What you will do> Only the lines holding "personnel" are wanted. Copy every one from the records below.

—————

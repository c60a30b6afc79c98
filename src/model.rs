use chrono::{NaiveDate, NaiveTime, Weekday};
use serde::{Deserialize, Serialize};
use std::fmt;
use std::str::FromStr;
use uuid::Uuid;

/// Identifiant fort pour Worker
#[derive(Debug, Clone, PartialEq, Eq, PartialOrd, Ord, Hash, Serialize, Deserialize)]
pub struct WorkerId(String);

impl WorkerId {
    pub fn new<S: AsRef<str>>(s: S) -> Self {
        Self(s.as_ref().trim().to_owned())
    }
    pub fn as_str(&self) -> &str {
        &self.0
    }
}

impl fmt::Display for WorkerId {
    fn fmt(&self, f: &mut fmt::Formatter<'_>) -> fmt::Result {
        f.write_str(&self.0)
    }
}

/// Identifiant d'une demande de disponibilité (souhait ou indisponibilité).
#[derive(Debug, Clone, PartialEq, Eq, Hash, Serialize, Deserialize)]
pub struct RequestId(String);

impl RequestId {
    pub fn new<S: AsRef<str>>(s: S) -> Self {
        Self(s.as_ref().to_owned())
    }
    pub fn random() -> Self {
        Self(Uuid::new_v4().to_string())
    }
    pub fn as_str(&self) -> &str {
        &self.0
    }
}

/// Statut d'emploi : salarié permanent (jours de repos fixes) ou vacataire.
#[derive(Debug, Clone, Copy, PartialEq, Eq, PartialOrd, Ord, Hash, Serialize, Deserialize)]
#[serde(rename_all = "kebab-case")]
pub enum EmploymentClass {
    Core,
    Flexible,
}

impl FromStr for EmploymentClass {
    type Err = String;

    fn from_str(s: &str) -> Result<Self, Self::Err> {
        match s.trim().to_ascii_lowercase().as_str() {
            "core" | "employee" | "staff" => Ok(Self::Core),
            "flexible" | "part-time" | "parttime" | "hourly" => Ok(Self::Flexible),
            other => Err(format!("unknown employment class: {other}")),
        }
    }
}

/// Poste occupé. Ensemble fermé : les prédicats d'éligibilité font un `match` exhaustif.
#[derive(Debug, Clone, Copy, PartialEq, Eq, PartialOrd, Ord, Hash, Serialize, Deserialize)]
#[serde(rename_all = "kebab-case")]
pub enum Capability {
    KitchenOnly,
    HallOnly,
    AllRound,
    Management,
    Chef,
    Generalist,
}

impl Capability {
    pub fn as_str(self) -> &'static str {
        match self {
            Capability::KitchenOnly => "kitchen-only",
            Capability::HallOnly => "hall-only",
            Capability::AllRound => "all-round",
            Capability::Management => "management",
            Capability::Chef => "chef",
            Capability::Generalist => "generalist",
        }
    }
}

impl FromStr for Capability {
    type Err = String;

    fn from_str(s: &str) -> Result<Self, Self::Err> {
        match s.trim().to_ascii_lowercase().replace('_', "-").as_str() {
            "kitchen-only" | "kitchen" => Ok(Self::KitchenOnly),
            "hall-only" | "hall" => Ok(Self::HallOnly),
            "all-round" | "allround" => Ok(Self::AllRound),
            "management" | "manager" => Ok(Self::Management),
            "chef" => Ok(Self::Chef),
            "generalist" | "" => Ok(Self::Generalist),
            other => Err(format!("unknown capability: {other}")),
        }
    }
}

/// Membre du personnel. Instantané immuable pendant un calcul.
#[derive(Debug, Clone, PartialEq, Eq, Serialize, Deserialize)]
pub struct Worker {
    pub id: WorkerId,
    pub name: String,
    pub class: EmploymentClass,
    pub capability: Capability,
    #[serde(default)]
    pub hourly_wage: u32,
    /// Nombre maximal de services dans le mois.
    #[serde(default)]
    pub monthly_cap: u32,
    /// Jours de repos hebdomadaires fixes (0 à 2, salariés uniquement).
    #[serde(default, skip_serializing_if = "Vec::is_empty")]
    pub days_off: Vec<Weekday>,
}

impl Worker {
    pub fn new<I: AsRef<str>, N: Into<String>>(
        id: I,
        name: N,
        class: EmploymentClass,
        capability: Capability,
    ) -> Self {
        Self {
            id: WorkerId::new(id),
            name: name.into(),
            class,
            capability,
            hourly_wage: 0,
            monthly_cap: 0,
            days_off: Vec::new(),
        }
    }

    pub fn with_cap(mut self, monthly_cap: u32) -> Self {
        self.monthly_cap = monthly_cap;
        self
    }

    pub fn with_days_off<I: IntoIterator<Item = Weekday>>(mut self, days: I) -> Self {
        self.days_off = days.into_iter().collect();
        self
    }

    pub fn is_core(&self) -> bool {
        self.class == EmploymentClass::Core
    }

    /// Les jours de repos fixes ne s'appliquent qu'aux salariés.
    pub fn is_day_off(&self, weekday: Weekday) -> bool {
        self.is_core() && self.days_off.contains(&weekday)
    }
}

/// Plage horaire d'un service. `end <= start` signifie que le service finit le lendemain.
#[derive(Debug, Clone, Copy, PartialEq, Eq, Serialize, Deserialize)]
pub struct ShiftWindow {
    pub start: NaiveTime,
    pub end: NaiveTime,
}

impl ShiftWindow {
    pub fn new(start: NaiveTime, end: NaiveTime) -> Result<Self, String> {
        if start == end {
            return Err("shift start and end cannot be equal".to_string());
        }
        Ok(Self { start, end })
    }

    pub fn crosses_midnight(&self) -> bool {
        self.end <= self.start
    }

    /// Durée en minutes.
    pub fn duration_minutes(&self) -> i64 {
        let minutes = (self.end - self.start).num_minutes();
        if self.crosses_midnight() {
            minutes + 24 * 60
        } else {
            minutes
        }
    }
}

impl Default for ShiftWindow {
    fn default() -> Self {
        Self {
            start: NaiveTime::from_hms_opt(17, 0, 0).unwrap_or(NaiveTime::MIN),
            end: NaiveTime::MIN,
        }
    }
}

#[derive(Debug, Clone, Copy, PartialEq, Eq, Hash, Serialize, Deserialize)]
#[serde(rename_all = "kebab-case")]
pub enum AvailabilityKind {
    Desired,
    Blocked,
}

impl FromStr for AvailabilityKind {
    type Err = String;

    fn from_str(s: &str) -> Result<Self, Self::Err> {
        match s.trim().to_ascii_lowercase().as_str() {
            "desired" | "wish" | "want" => Ok(Self::Desired),
            "blocked" | "ng" | "unavailable" => Ok(Self::Blocked),
            other => Err(format!("unknown availability kind: {other}")),
        }
    }
}

/// Souhait ou indisponibilité déclaré par un membre du personnel pour une date.
#[derive(Debug, Clone, PartialEq, Eq, Serialize, Deserialize)]
pub struct AvailabilityEntry {
    pub id: RequestId,
    pub date: NaiveDate,
    pub worker: WorkerId,
    pub kind: AvailabilityKind,
    #[serde(default, skip_serializing_if = "Option::is_none")]
    pub window: Option<ShiftWindow>,
    #[serde(default, skip_serializing_if = "Option::is_none")]
    pub note: Option<String>,
}

impl AvailabilityEntry {
    pub fn new(date: NaiveDate, worker: WorkerId, kind: AvailabilityKind) -> Self {
        Self {
            id: RequestId::random(),
            date,
            worker,
            kind,
            window: None,
            note: None,
        }
    }

    pub fn desired(date: NaiveDate, worker: WorkerId) -> Self {
        Self::new(date, worker, AvailabilityKind::Desired)
    }

    pub fn blocked(date: NaiveDate, worker: WorkerId) -> Self {
        Self::new(date, worker, AvailabilityKind::Blocked)
    }
}

/// Origine d'une affectation : saisie manuelle ou proposée par le moteur.
#[derive(Debug, Clone, Copy, PartialEq, Eq, Hash, Serialize, Deserialize)]
#[serde(rename_all = "kebab-case")]
pub enum Provenance {
    Manual,
    Auto,
}

impl Provenance {
    pub fn as_str(self) -> &'static str {
        match self {
            Provenance::Manual => "manual",
            Provenance::Auto => "auto",
        }
    }
}

impl FromStr for Provenance {
    type Err = String;

    fn from_str(s: &str) -> Result<Self, Self::Err> {
        match s.trim().to_ascii_lowercase().as_str() {
            "manual" | "" => Ok(Self::Manual),
            "auto" => Ok(Self::Auto),
            other => Err(format!("unknown provenance: {other}")),
        }
    }
}

/// Affectation d'un membre du personnel à un service d'une date.
#[derive(Debug, Clone, PartialEq, Eq, Serialize, Deserialize)]
pub struct Assignment {
    pub date: NaiveDate,
    pub worker: WorkerId,
    pub start: NaiveTime,
    pub end: NaiveTime,
    pub provenance: Provenance,
}

impl Assignment {
    pub fn new(
        date: NaiveDate,
        worker: WorkerId,
        window: ShiftWindow,
        provenance: Provenance,
    ) -> Self {
        Self {
            date,
            worker,
            start: window.start,
            end: window.end,
            provenance,
        }
    }

    pub fn manual(date: NaiveDate, worker: WorkerId, window: ShiftWindow) -> Self {
        Self::new(date, worker, window, Provenance::Manual)
    }

    pub fn auto(date: NaiveDate, worker: WorkerId, window: ShiftWindow) -> Self {
        Self::new(date, worker, window, Provenance::Auto)
    }

    /// Clé d'unicité (date, personne).
    pub fn key(&self) -> (NaiveDate, &WorkerId) {
        (self.date, &self.worker)
    }
}

/// Effectif complet
#[derive(Debug, Clone, Serialize, Deserialize, Default, PartialEq, Eq)]
pub struct Roster {
    pub workers: Vec<Worker>,
}

impl Roster {
    pub fn new(workers: Vec<Worker>) -> Self {
        Self { workers }
    }
    pub fn find_worker_by_id<'a>(&'a self, id: &WorkerId) -> Option<&'a Worker> {
        self.workers.iter().find(|w| &w.id == id)
    }
}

—————

Solution below>
/// Membre du personnel. Instantané immuable pendant un calcul.
/// Souhait ou indisponibilité déclaré par un membre du personnel pour une date.
/// Affectation d'un membre du personnel à un service d'une date.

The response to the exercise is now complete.